Most Russian hotel operators are created by the hotel owners themselves and service only their hotels. Management companies hired on an open market on the basis of competition are divided in two groups depending on the type of business they are involved in.

The first group includes companies involved only in the operation and management at the expense of the hotel owner. In Krymina’s opinion, in this case the management company develops faster as the quantity of square meters it operates grows.

The second group of companies is involved in investments and real estate management. Those companies experience fewer problems with finding property as they build them themselves.

Lack of qualified personnel at all levels, from top executives to plumbers, too, poses a serious problem, even though Moscow has over 50 institutions of higher education and schools that offer hospitality training.

To solve the problem UMACO has even set up the special service Katerina Hospitality Personnel Training System (Katerina HPTS) to train its staff, employed in the expanding Katerina hotel chain.

Another reason for the shortage of personnel is that university graduates have nowhere to practice, as hotels are reluctant to hire inexperienced staff. In 2003 Moscow authorities opened a training hotel, the only such hotel in Russia, at Tourist Hotel.

The city earmarked $2.5 million to establish that enterprise. 40 to 60 trainees can practice here at one time. They study all the levels of hotel service, including work in the restaurant, the porter service, overseeing waste disposal, the security service, up to the duties of chief engineer and director.

Another problem Russian management companies are faced with is poorly developed marketing strategy. “For instance, a managing company often laments that the hotel owner’s choice of a manager is ‘purely political’ and is determined by the results of tenders,” says Oksana Krymina. “At the same time its own web-site is neglected and instead of a booklet there is just a few pages…”

In the framework of the project for preparing a set of guidelines entitled Managing Real Estate – How to Choose a Management Company, BESH asked the heads of companies involved in the real estate market to share their management experience, to share their professional quality standards and the special properties of the services their companies offer. Krymina hopes that these measures will help make marketing more effective.

Cultivating Different Fields…For Now

It cannot be ruled out that as domestic management companies develop the difference between the quality of services offered by them and by their foreign counterparts will diminish.
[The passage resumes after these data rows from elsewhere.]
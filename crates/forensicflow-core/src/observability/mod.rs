//! Observability
//!
//! Logging setup shared by the library crates, the CLI and the tests.

pub mod logging;

pub use logging::{LogConfig, LogLevel, LogOutput};
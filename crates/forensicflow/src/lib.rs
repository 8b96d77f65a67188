//! # ForensicFlow
//!
//! Graph-based money muling detection over batches of money transfers.
//!
//! Transactions become a directed graph of accounts. Three detectors look
//! for laundering shapes on that graph:
//!
//! - **Cycles**: funds returning to their origin through 3 to 5 accounts
//! - **Smurfing**: many small transfers fanning into or out of one account
//!   inside a 72 hour window
//! - **Shell networks**: money layered through low-activity pass-through
//!   accounts
//!
//! Merchants and payroll accounts are recognized and discounted, every
//! account gets a 0-100 suspicion score, and detected groups are reported as
//! fraud rings (`RING_001`, `RING_002`, ...).
//!
//! ## Quick Start
//!
//! ```rust,ignore
//! use forensicflow::prelude::*;
//!
//! let records = vec![
//!     TransactionRecord::new("T1", "A", "B", "100", "2024-01-01 10:00:00"),
//!     TransactionRecord::new("T2", "B", "C", "100", "2024-01-01 12:00:00"),
//!     TransactionRecord::new("T3", "C", "A", "100", "2024-01-01 14:00:00"),
//! ];
//!
//! let analysis = Pipeline::new().analyze(&records)?;
//! println!("{}", analysis.report.to_json_pretty()?);
//! ```
//!
//! ## Crates
//!
//! | Crate | Kernels | Description |
//! |-------|---------|-------------|
//! | `forensicflow-graph` | 2 | Record validation, graph construction |
//! | `forensicflow-detect` | 4 | Cycles, smurfing, shell chains, legitimacy |
//! | `forensicflow-scoring` | 1 | Suspicion scores and fraud rings |
//! | `forensicflow` | 1 | Pipeline, report, projection |

#![warn(missing_docs)]
#![warn(clippy::all)]

// Re-export member crates
pub use forensicflow_core as core;
pub use forensicflow_detect as detect;
pub use forensicflow_graph as graph;
pub use forensicflow_scoring as scoring;

pub mod messages;
pub mod pipeline;
pub mod projection;
pub mod report;

/// Prelude module for convenient imports.
///
/// ```rust,ignore
/// use forensicflow::prelude::*;
/// ```
pub mod prelude {
    pub use forensicflow_core::prelude::*;

    pub use forensicflow_graph::graph::TransactionGraph;
    pub use forensicflow_graph::types::{Transaction, TransactionRecord};
    pub use forensicflow_scoring::types::{FraudRing, PatternTag, PatternType};

    pub use crate::messages::{AnalysisInput, AnalysisOutput};
    pub use crate::pipeline::{NoProgress, Pipeline, ProgressEvent, ProgressObserver, Stage};
    pub use crate::projection::GraphProjection;
    pub use crate::report::{Analysis, AnalysisReport, Diagnostics, SuspiciousAccount, Summary};
}

/// Version information.
pub mod version {
    /// Crate version.
    pub const VERSION: &str = env!("CARGO_PKG_VERSION");
}

/// Kernel catalog providing an overview of the analysis stages.
pub mod catalog {
    use forensicflow_core::domain::Domain;
    use forensicflow_core::error::Result;
    use forensicflow_core::registry::KernelRegistry;

    /// Domain information.
    #[derive(Debug, Clone)]
    pub struct DomainInfo {
        /// Domain enum value.
        pub domain: Domain,
        /// Human-readable name.
        pub name: &'static str,
        /// Description.
        pub description: &'static str,
        /// Number of kernels.
        pub kernel_count: usize,
    }

    /// Get all domain information.
    pub fn domains() -> Vec<DomainInfo> {
        vec![
            DomainInfo {
                domain: Domain::GraphConstruction,
                name: "Graph Construction",
                description: "Record validation and directed transfer graph build",
                kernel_count: 2,
            },
            DomainInfo {
                domain: Domain::PatternDetection,
                name: "Pattern Detection",
                description: "Cycles, fan-in / fan-out smurfing, shell network chains",
                kernel_count: 3,
            },
            DomainInfo {
                domain: Domain::FalsePositiveFiltering,
                name: "False-Positive Filtering",
                description: "Merchant and payroll recognition",
                kernel_count: 1,
            },
            DomainInfo {
                domain: Domain::Scoring,
                name: "Scoring",
                description: "Suspicion score composition and fraud ring assembly",
                kernel_count: 1,
            },
            DomainInfo {
                domain: Domain::Pipeline,
                name: "Pipeline",
                description: "End-to-end analysis and report assembly",
                kernel_count: 1,
            },
        ]
    }

    /// Get total kernel count across all domains.
    pub fn total_kernel_count() -> usize {
        domains().iter().map(|d| d.kernel_count).sum()
    }

    /// Build a registry holding every kernel.
    pub fn registry() -> Result<KernelRegistry> {
        let registry = KernelRegistry::new();
        crate::register_all(&registry)?;
        Ok(registry)
    }
}

/// Register every kernel into a registry.
///
/// # Errors
///
/// Returns an error if any kernel registration fails.
pub fn register_all(
    registry: &forensicflow_core::registry::KernelRegistry,
) -> forensicflow_core::error::Result<()> {
    forensicflow_graph::register_all(registry)?;
    forensicflow_detect::register_all(registry)?;
    forensicflow_scoring::register_all(registry)?;

    tracing::info!("Registering pipeline kernel");
    registry.register(&pipeline::Pipeline::new())?;

    Ok(())
}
However, for the time being they are cultivating different fields.

An undisputable advantage of the ‘chain scheme’ is the guaranteed level of quality offered in all hotels – the links of the chain – across the world.

However, overall standardization on the capital city’s market may not prove so appropriate, especially on the market of low-cost hotels.

Judging by the zeal with which Russian investors have begun constructing 3-star hotels, they are not counting on the assistance of international hotel operators.

According to the forecasts of Colliers International, Moscow’s hotel market is to increase by more than 1,700 rooms in 2004-2006. Most of them are 3- / 4-star hotels. For the time being, Russian and foreign companies operate in different segments of the market, as the spheres of the activities rarely coincide.

In Krymina’s opinion, so far there can be no serious competition between them, because foreign management companies are mostly interested in upscale first class hotels, while Russian operators occupy the niche of 2- / 3-star hotels.

Something resembling competition exists in the segment of managing top class real estate, especially in cases when both the investor and the developer are major foreign firms, she says.

“To effectively compete with western chains in managing hotels Russian companies will have to apply great efforts,” says Ilya Shershnev of Swiss Realty Group. “They have to learn to render services at the right level and at a much lower price.”